A U.S. District Court judge has ordered federal public defender James Breeder to meet with death-row inmate John Thanos to ask him if he is willing to file appeals to delay his execution.
If Mr. Breeder finds Thanos -- who thus far has resolutely refused to file any appeals -- still unwilling, the attorney must meet with the convict's family to determine if they want to file appeals on his behalf. Judge Walter Black issued the order to Mr. Breeder Thursday.
Thanos, 43, convicted of killing three teen-agers during a weeklong 1990 crime spree, is scheduled to die in Maryland's gas chamber the week of Nov. 1 for the robbery and murder of two Baltimore County teen-agers.
Meanwhile, anti-death penalty advocates seeking to prevent the execution are planning that they will take their case to the public and make a personal appeal to Gov. William Donald Schaefer, who can stay the execution for any reason.
Though a Garrett County judge stayed the execution earlier this week, it could still come in November if Maryland's highest court dismisses an appeal filed by the public defender's office. The Court of Appeals will hear arguments Oct. 27.

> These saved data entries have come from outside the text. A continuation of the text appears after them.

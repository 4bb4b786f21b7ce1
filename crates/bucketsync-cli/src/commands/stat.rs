//! Stat command - Show object metadata

use anyhow::Result;
use clap::Args;

use bucketsync_core::domain::ObjectAddress;

use crate::context::AppContext;
use crate::output::{get_formatter, OutputFormat};

#[derive(Debug, Args)]
pub struct StatCommand {
    /// Object to inspect, `gs://bucket/path`
    pub target: ObjectAddress,
}

impl StatCommand {
    pub async fn execute(&self, ctx: &AppContext, format: OutputFormat) -> Result<()> {
        let formatter = get_formatter(format);
        let meta = ctx.objects().stat(&self.target).await?;

        if format.is_json() {
            formatter.print_json(&serde_json::to_value(&meta)?);
            return Ok(());
        }

        formatter.success(&self.target.to_string());
        formatter.info(&format!("Size:       {} bytes", meta.size));
        formatter.info(&format!(
            "MD5:        {}",
            meta.digest.as_ref().map(|d| d.as_str()).unwrap_or("-")
        ));
        formatter.info(&format!(
            "Updated:    {}",
            meta.last_modified
                .map(|t| t.to_rfc3339())
                .unwrap_or_else(|| "-".to_string())
        ));
        formatter.info(&format!(
            "Generation: {}",
            meta.generation
                .map(|g| g.to_string())
                .unwrap_or_else(|| "-".to_string())
        ));
        Ok(())
    }
}
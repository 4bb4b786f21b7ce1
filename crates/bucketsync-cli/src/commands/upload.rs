//! Upload command - Copy a local file or directory into a bucket
//!
//! A directory source goes through the sync engine (parallel workers, one
//! listing for the upload policy). A file source is a single staged upload
//! retried with the configured backoff.

use std::path::PathBuf;

use anyhow::{Context, Result};
use clap::Args;
use tracing::info;

use bucketsync_core::domain::{AccessGrant, ObjectAddress, PredefinedAcl, UploadPolicy};
use bucketsync_core::usecases::{UploadOptions, UploadOutcome};
use bucketsync_sync::TreeUploadOptions;

use crate::context::AppContext;
use crate::output::{get_formatter, OutputFormat};

#[derive(Debug, Args)]
pub struct UploadCommand {
    /// Local file or directory
    pub source: PathBuf,

    /// Destination, `gs://bucket/path`
    pub destination: ObjectAddress,

    /// When to overwrite existing objects: always, if-new, if-modified
    #[arg(long = "if", value_name = "POLICY")]
    pub upload_if: Option<UploadPolicy>,

    /// Parallel upload workers for directory sources
    #[arg(long, value_name = "N")]
    pub threads: Option<usize>,

    /// Canned ACL applied when objects are created (e.g. public-read)
    #[arg(long, value_name = "NAME")]
    pub predefined_acl: Option<PredefinedAcl>,

    /// Fine-grained grant TYPE:VALUE:PERMISSION, may be repeated
    #[arg(long = "grant", value_name = "GRANT")]
    pub grants: Vec<AccessGrant>,
}

impl UploadCommand {
    pub async fn execute(&self, ctx: &AppContext, format: OutputFormat) -> Result<()> {
        let formatter = get_formatter(format);

        let policy = match self.upload_if {
            Some(policy) => policy,
            None => ctx.config.upload_policy()?,
        };
        let predefined_acl = match self.predefined_acl {
            Some(acl) => Some(acl),
            None => ctx.config.predefined_acl()?,
        };

        let metadata = tokio::fs::metadata(&self.source)
            .await
            .with_context(|| format!("Cannot read {}", self.source.display()))?;

        info!(source = %self.source.display(), destination = %self.destination, %policy, "Starting upload");

        if metadata.is_dir() {
            let options = TreeUploadOptions {
                concurrency: self.threads.unwrap_or(ctx.config.transfer.concurrency),
                policy,
                predefined_acl,
                grants: self.grants.clone(),
            };
            let summary = ctx
                .engine()
                .upload_tree(&self.source, &self.destination, &options)
                .await?;

            if format.is_json() {
                formatter.print_json(&serde_json::to_value(&summary)?);
            } else {
                formatter.success(&format!(
                    "Uploaded {} file{} to {}",
                    summary.transferred,
                    if summary.transferred == 1 { "" } else { "s" },
                    self.destination
                ));
                formatter.info(&format!("Skipped:  {}", summary.skipped));
                formatter.info(&format!("Workers:  {}", summary.workers));
                formatter.info(&format!("Duration: {}ms", summary.duration_ms));
            }
            return Ok(());
        }

        let options = UploadOptions {
            policy,
            predefined_acl,
            grants: self.grants.clone(),
        };
        let transfer = ctx.transfer();
        let label = self.destination.to_string();
        let outcome = ctx
            .retry_policy()
            .run(&label, || transfer.upload(&self.source, &self.destination, &options))
            .await?;

        match (&outcome, format.is_json()) {
            (UploadOutcome::Uploaded { digest }, true) => formatter.print_json(&serde_json::json!({
                "uploaded": true,
                "destination": label,
                "md5": digest.as_str(),
            })),
            (UploadOutcome::Skipped(reason), true) => formatter.print_json(&serde_json::json!({
                "uploaded": false,
                "destination": label,
                "reason": reason.to_string(),
            })),
            (UploadOutcome::Uploaded { digest }, false) => {
                formatter.success(&format!("Uploaded {}", label));
                formatter.info(&format!("MD5: {}", digest));
            }
            (UploadOutcome::Skipped(reason), false) => {
                formatter.success(&format!("Skipped {} ({})", label, reason));
            }
        }
        Ok(())
    }
}
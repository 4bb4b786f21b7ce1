//! Subcommand implementations
//!
//! Every command exposes `execute(...)`; remote commands take the
//! [`AppContext`](crate::context::AppContext), `config` takes only the
//! loaded configuration.

pub mod acl;
pub mod config;
pub mod download;
pub mod ls;
pub mod rm;
pub mod stat;
pub mod upload;
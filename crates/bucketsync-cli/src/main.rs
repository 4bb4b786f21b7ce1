//! BucketSync CLI - Command-line interface for BucketSync
//!
//! Provides commands for:
//! - Uploading files and directory trees to a bucket
//! - Downloading objects and prefixes
//! - Listing, inspecting and deleting objects
//! - Reading and writing object grants
//! - Inspecting the configuration

use std::path::PathBuf;

use anyhow::Result;
use clap::{Parser, Subcommand};
use tracing_subscriber::EnvFilter;

mod commands;
mod context;
mod output;

use commands::{
    acl::AclCommand, config::ConfigCommand, download::DownloadCommand, ls::LsCommand,
    rm::RmCommand, stat::StatCommand, upload::UploadCommand,
};
use context::{load_config, AppContext};
use output::{get_formatter, OutputFormat};

#[derive(Debug, Parser)]
#[command(name = "bucketsync", version, about = "Mirror local directories to cloud object storage")]
pub struct Cli {
    /// Output in JSON format
    #[arg(long, global = true)]
    json: bool,

    /// Verbose output (can be repeated: -v, -vv)
    #[arg(short, long, action = clap::ArgAction::Count, global = true)]
    verbose: u8,

    /// Use alternate config file
    #[arg(long, global = true)]
    config: Option<PathBuf>,

    /// Minimal output
    #[arg(short, long, global = true)]
    quiet: bool,

    #[command(subcommand)]
    command: Commands,
}

#[derive(Debug, Subcommand)]
pub enum Commands {
    /// Upload a file or a directory tree
    Upload(UploadCommand),
    /// Download an object, or a prefix with --recursive
    Download(DownloadCommand),
    /// List one directory level
    Ls(LsCommand),
    /// Delete an object
    Rm(RmCommand),
    /// Show object metadata
    Stat(StatCommand),
    /// Read and write object grants
    #[command(subcommand)]
    Acl(AclCommand),
    /// Inspect configuration
    #[command(subcommand)]
    Config(ConfigCommand),
}

/// Log level for the `-v` count, falling back to the configured level
fn log_filter(verbose: u8, quiet: bool, configured: &str) -> String {
    match (verbose, quiet) {
        (0, true) => "warn".to_string(),
        (0, false) => configured.to_string(),
        (1, _) => "debug".to_string(),
        _ => "trace".to_string(),
    }
}

fn init_tracing(filter: &str, json: bool) {
    let env_filter = EnvFilter::try_from_default_env().unwrap_or_else(|_| EnvFilter::new(filter));
    let builder = tracing_subscriber::fmt()
        .with_env_filter(env_filter)
        .with_target(false)
        .with_writer(std::io::stderr);
    if json {
        builder.json().init();
    } else {
        builder.init();
    }
}

async fn run(cli: Cli, format: OutputFormat) -> Result<()> {
    let (config, config_path) = load_config(cli.config.as_deref())?;
    init_tracing(
        &log_filter(cli.verbose, cli.quiet, &config.logging.level),
        cli.json,
    );

    if let Commands::Config(cmd) = &cli.command {
        return cmd.execute(&config, &config_path, format);
    }

    let ctx = AppContext::connect(config)?;
    match cli.command {
        Commands::Upload(cmd) => cmd.execute(&ctx, format).await,
        Commands::Download(cmd) => cmd.execute(&ctx, format).await,
        Commands::Ls(cmd) => cmd.execute(&ctx, format).await,
        Commands::Rm(cmd) => cmd.execute(&ctx, format).await,
        Commands::Stat(cmd) => cmd.execute(&ctx, format).await,
        Commands::Acl(cmd) => cmd.execute(&ctx, format).await,
        Commands::Config(_) => Ok(()),
    }
}

#[tokio::main]
async fn main() {
    let cli = Cli::parse();
    let format = OutputFormat::from_flags(cli.json, cli.quiet);

    if let Err(e) = run(cli, format).await {
        get_formatter(format).error(&format!("{:#}", e));
        std::process::exit(1);
    }
}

Last week, Thanos waived his right to further appeals and fired his public defender. His former attorney argues that Thanos is not competent to waive those rights.
Yesterday, death penalty opponents brainstormed for arguments against Thanos' execution at a meeting in Baltimore. In the end, they decided to attack the planned execution on several fronts. Religious leaders like the Rev. Edward H. Heim, director of the Lutheran Office on Public Policy, plan to ask religious leaders to make a personal appeal to Governor Schaefer.

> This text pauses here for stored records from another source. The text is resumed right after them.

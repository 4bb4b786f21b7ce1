//! Local directory tree fixtures

use std::fs;
use std::path::{Path, PathBuf};

/// Writes every `(relative_path, content)` pair below `root`, creating
/// parent directories as needed
///
/// # Panics
///
/// Panics if a file cannot be written.
pub fn write_tree(root: &Path, files: &[(&str, &[u8])]) -> Vec<PathBuf> {
    files
        .iter()
        .map(|(relative, content)| {
            let path = root.join(relative);
            if let Some(parent) = path.parent() {
                fs::create_dir_all(parent)
                    .unwrap_or_else(|e| panic!("create {}: {e}", parent.display()));
            }
            fs::write(&path, content).unwrap_or_else(|e| panic!("write {}: {e}", path.display()));
            path
        })
        .collect()
}

/// Relative names of `count` files spread over a few subdirectories
pub fn numbered_files(count: usize) -> Vec<String> {
    (0..count)
        .map(|i| format!("dir{}/file{i:03}.txt", i % 3))
        .collect()
}
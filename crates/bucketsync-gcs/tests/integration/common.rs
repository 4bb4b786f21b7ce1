//! Shared helpers for JSON API integration tests

use bucketsync_core::domain::ContentFingerprint;
use bucketsync_gcs::{GcsClient, GcsObjectStore};
use serde_json::{json, Value};
use wiremock::MockServer;

pub const BUCKET: &str = "test-bucket";
pub const TOKEN: &str = "test-access-token";

/// Starts a mock server and returns a store authenticated against it
pub async fn setup_store() -> (MockServer, GcsObjectStore) {
    let server = MockServer::start().await;
    let store = GcsObjectStore::new(GcsClient::with_base_url(Some(TOKEN.to_string()), server.uri()));
    (server, store)
}

/// Object resource as the JSON API returns it
pub fn object_json(name: &str, data: &[u8], generation: i64) -> Value {
    json!({
        "kind": "storage#object",
        "bucket": BUCKET,
        "name": name,
        "md5Hash": ContentFingerprint::of_bytes(data).to_base64(),
        "size": data.len().to_string(),
        "generation": generation.to_string(),
        "updated": "2026-01-15T10:00:00.000Z",
    })
}

/// `/storage/v1/b/<bucket>/o/<encoded name>`
pub fn object_path(encoded_name: &str) -> String {
    format!("/storage/v1/b/{BUCKET}/o/{encoded_name}")
}
//! Explicit application context
//!
//! Commands never reach for global state: `main` loads the configuration,
//! resolves credentials, and hands every command an [`AppContext`] holding
//! the configured adapters.

use std::path::{Path, PathBuf};
use std::sync::Arc;

use anyhow::{bail, Context, Result};
use tracing::debug;

use bucketsync_core::config::Config;
use bucketsync_core::ports::{ILocalFileSystem, IObjectStore};
use bucketsync_core::usecases::{AccessPolicyUseCase, ObjectOpsUseCase, TransferObjectUseCase};
use bucketsync_gcs::{Credentials, GcsObjectStore};
use bucketsync_sync::{DirectorySyncEngine, LocalFileSystemAdapter, RetryPolicy};

/// Loads the configuration named by `--config`, or the default file
///
/// An explicit path must exist and parse; the default path falls back to
/// built-in defaults.
pub fn load_config(explicit: Option<&Path>) -> Result<(Config, PathBuf)> {
    match explicit {
        Some(path) => {
            let config = Config::load(path)
                .with_context(|| format!("Failed to load configuration from {}", path.display()))?;
            Ok((config, path.to_path_buf()))
        }
        None => {
            let path = Config::default_path();
            Ok((Config::load_or_default(&path), path))
        }
    }
}

/// Configuration plus the adapters every remote command needs
pub struct AppContext {
    pub config: Config,
    store: Arc<dyn IObjectStore + Send + Sync>,
    local_filesystem: Arc<dyn ILocalFileSystem + Send + Sync>,
}

impl AppContext {
    /// Validates `config`, resolves credentials, and connects the GCS adapter
    pub fn connect(config: Config) -> Result<Self> {
        let errors = config.validate();
        if !errors.is_empty() {
            let messages: Vec<String> = errors.iter().map(ToString::to_string).collect();
            bail!("Invalid configuration: {}", messages.join("; "));
        }

        let credentials = Credentials::from_config(&config.storage)
            .context("Failed to resolve storage credentials")?;
        debug!(endpoint = %config.storage.endpoint, ?credentials, "Connecting to object store");
        let store = GcsObjectStore::from_credentials(&config.storage.endpoint, &credentials);

        Ok(Self::with_store(config, Arc::new(store)))
    }

    /// Context over an arbitrary store and the real local filesystem
    pub fn with_store(config: Config, store: Arc<dyn IObjectStore + Send + Sync>) -> Self {
        Self {
            config,
            store,
            local_filesystem: Arc::new(LocalFileSystemAdapter::new()),
        }
    }

    pub fn engine(&self) -> DirectorySyncEngine {
        DirectorySyncEngine::from_config(
            Arc::clone(&self.store),
            Arc::clone(&self.local_filesystem),
            &self.config,
        )
    }

    pub fn transfer(&self) -> TransferObjectUseCase {
        TransferObjectUseCase::new(Arc::clone(&self.store), Arc::clone(&self.local_filesystem))
    }

    pub fn objects(&self) -> ObjectOpsUseCase {
        ObjectOpsUseCase::new(Arc::clone(&self.store))
    }

    pub fn access(&self) -> AccessPolicyUseCase {
        AccessPolicyUseCase::new(Arc::clone(&self.store))
    }

    pub fn retry_policy(&self) -> RetryPolicy {
        RetryPolicy::from_config(&self.config.transfer)
    }
}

Ed Donnellan, a teacher at a local Catholic school, suggested that the group organize a news conference and demonstrate outside the Maryland Penitentiary.
"We need a very visible press conference to let people know there is opposition [to the death penalty], and it's widespread," he said.
The group also proposed a letter-writing campaign aimed at the governor. These letters to newspapers and the governor would try to convince him to stay the execution.
Unlike most states with a death penalty, Maryland does not require its governor to get involved in the process by signing a death warrant. He can intervene, however, by signing a stay of execution.
So far, Governor Schaefer has not gotten involved, but is studying the Thanos case, said Paige W. Boinest, his press secretary. She said it was unlikely he would get involved while an appeal is pending before the Court of Appeals.